[EXERCISE PROMPT] For this exercise, print all of the data exactly as given.

Collected data entries:
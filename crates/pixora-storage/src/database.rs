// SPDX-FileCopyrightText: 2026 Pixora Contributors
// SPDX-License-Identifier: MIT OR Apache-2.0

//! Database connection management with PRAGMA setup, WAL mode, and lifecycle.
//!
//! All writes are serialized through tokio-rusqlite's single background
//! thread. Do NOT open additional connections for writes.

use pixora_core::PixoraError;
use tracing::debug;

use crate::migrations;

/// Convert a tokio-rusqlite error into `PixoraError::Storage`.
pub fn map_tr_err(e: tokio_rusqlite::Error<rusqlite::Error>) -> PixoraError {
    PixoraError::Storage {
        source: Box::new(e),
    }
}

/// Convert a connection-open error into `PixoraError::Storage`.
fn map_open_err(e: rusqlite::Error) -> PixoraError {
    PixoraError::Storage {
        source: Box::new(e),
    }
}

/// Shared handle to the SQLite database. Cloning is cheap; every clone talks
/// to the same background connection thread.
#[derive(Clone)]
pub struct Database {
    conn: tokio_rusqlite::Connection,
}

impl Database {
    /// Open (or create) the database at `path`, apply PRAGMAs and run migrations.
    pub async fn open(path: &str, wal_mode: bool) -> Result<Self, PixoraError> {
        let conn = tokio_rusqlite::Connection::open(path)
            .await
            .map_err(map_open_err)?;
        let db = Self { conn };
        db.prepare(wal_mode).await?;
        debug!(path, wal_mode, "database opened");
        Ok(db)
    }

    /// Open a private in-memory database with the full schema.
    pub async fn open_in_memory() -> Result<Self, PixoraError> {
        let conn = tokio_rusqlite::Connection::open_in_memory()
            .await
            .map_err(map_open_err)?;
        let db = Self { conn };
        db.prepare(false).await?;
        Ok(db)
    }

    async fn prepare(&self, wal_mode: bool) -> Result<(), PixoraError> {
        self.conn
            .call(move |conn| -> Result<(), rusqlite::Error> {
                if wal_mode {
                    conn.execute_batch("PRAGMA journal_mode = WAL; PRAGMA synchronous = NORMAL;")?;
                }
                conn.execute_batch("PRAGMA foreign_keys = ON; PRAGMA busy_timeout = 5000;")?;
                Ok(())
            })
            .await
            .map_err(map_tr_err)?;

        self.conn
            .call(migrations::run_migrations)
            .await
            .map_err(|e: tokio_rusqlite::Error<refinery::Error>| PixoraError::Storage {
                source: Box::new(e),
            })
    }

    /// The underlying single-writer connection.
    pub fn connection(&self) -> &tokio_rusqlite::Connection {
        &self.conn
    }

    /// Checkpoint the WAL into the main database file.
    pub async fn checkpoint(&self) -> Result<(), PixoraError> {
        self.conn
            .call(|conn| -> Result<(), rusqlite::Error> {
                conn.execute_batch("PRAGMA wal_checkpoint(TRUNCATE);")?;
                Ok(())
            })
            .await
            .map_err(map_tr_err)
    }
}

[RESPONSE AREA]
filename crates/pixora-storage/src/database.rs
// SPDX-FileCopyrightText: 2026 Pixora Contributors
// SPDX-License-Identifier: MIT OR Apache-2.0

//! Database connection management with PRAGMA setup, WAL mode, and lifecycle.
//!
//! All writes are serialized through tokio-rusqlite's single background
//! thread. Do NOT open additional connections for writes.

use pixora_core::PixoraError;
use tracing::debug;

use crate::migrations;

/// Convert a tokio-rusqlite error into `PixoraError::Storage`.
pub fn map_tr_err(e: tokio_rusqlite::Error<rusqlite::Error>) -> PixoraError {
    PixoraError::Storage {
        source: Box::new(e),
    }
}

/// Convert a connection-open error into `PixoraError::Storage`.
fn map_open_err(e: rusqlite::Error) -> PixoraError {
    PixoraError::Storage {
        source: Box::new(e),
    }
}

/// Shared handle to the SQLite database. Cloning is cheap; every clone talks
/// to the same background connection thread.
#[derive(Clone)]
pub struct Database {
    conn: tokio_rusqlite::Connection,
}

impl Database {
    /// Open (or create) the database at `path`, apply PRAGMAs and run migrations.
    pub async fn open(path: &str, wal_mode: bool) -> Result<Self, PixoraError> {
        let conn = tokio_rusqlite::Connection::open(path)
            .await
            .map_err(map_open_err)?;
        let db = Self { conn };
        db.prepare(wal_mode).await?;
        debug!(path, wal_mode, "database opened");
        Ok(db)
    }

    /// Open a private in-memory database with the full schema.
    pub async fn open_in_memory() -> Result<Self, PixoraError> {
        let conn = tokio_rusqlite::Connection::open_in_memory()
            .await
            .map_err(map_open_err)?;
        let db = Self { conn };
        db.prepare(false).await?;
        Ok(db)
    }

    async fn prepare(&self, wal_mode: bool) -> Result<(), PixoraError> {
        self.conn
            .call(move |conn| -> Result<(), rusqlite::Error> {
                if wal_mode {
                    conn.execute_batch("PRAGMA journal_mode = WAL; PRAGMA synchronous = NORMAL;")?;
                }
                conn.execute_batch("PRAGMA foreign_keys = ON; PRAGMA busy_timeout = 5000;")?;
                Ok(())
            })
            .await
            .map_err(map_tr_err)?;

        self.conn
            .call(migrations::run_migrations)
            .await
            .map_err(|e: tokio_rusqlite::Error<refinery::Error>| PixoraError::Storage {
                source: Box::new(e),
            })
    }

    /// The underlying single-writer connection.
    pub fn connection(&self) -> &tokio_rusqlite::Connection {
        &self.conn
    }

    /// Checkpoint the WAL into the main database file.
    pub async fn checkpoint(&self) -> Result<(), PixoraError> {
        self.conn
            .call(|conn| -> Result<(), rusqlite::Error> {
                conn.execute_batch("PRAGMA wal_checkpoint(TRUNCATE);")?;
                Ok(())
            })
            .await
            .map_err(map_tr_err)
    }
}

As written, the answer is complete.